= Items listed in a dataset =
►

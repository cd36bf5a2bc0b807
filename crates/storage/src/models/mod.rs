mod analysis_record;
mod match_record;
mod normalized_name;
mod player_profile;
mod ranking_snapshot;
mod roster_player;
mod training_clip;

pub use analysis_record::AnalysisRecord;
pub use match_record::{MatchRecord, MatchSide};
pub use normalized_name::{NameMatch, PlayerId, match_name};
pub use player_profile::{MatchHistoryEntry, PlayerProfile, RATING_KEYS, aggregate_ratings};
pub use ranking_snapshot::{RankingCategory, RankingSnapshot};
pub use roster_player::{Gender, PlayStyle, RosterPlayer};
pub use training_clip::{ActionLabel, ClipStatus, SourceType, TrainingClip, new_short_id};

◄

= Task brief =
Each line of the data must be copied exactly as it appears.

= Answer to the problem =
repository cd36bf5a2bc0b807
filename crates/storage/src/models/mod.rs
mod analysis_record;
mod match_record;
mod normalized_name;
mod player_profile;
mod ranking_snapshot;
mod roster_player;
mod training_clip;

pub use analysis_record::AnalysisRecord;
pub use match_record::{MatchRecord, MatchSide};
pub use normalized_name::{NameMatch, PlayerId, match_name};
pub use player_profile::{MatchHistoryEntry, PlayerProfile, RATING_KEYS, aggregate_ratings};
pub use ranking_snapshot::{RankingCategory, RankingSnapshot};
pub use roster_player::{Gender, PlayStyle, RosterPlayer};
pub use training_clip::{ActionLabel, ClipStatus, SourceType, TrainingClip, new_short_id};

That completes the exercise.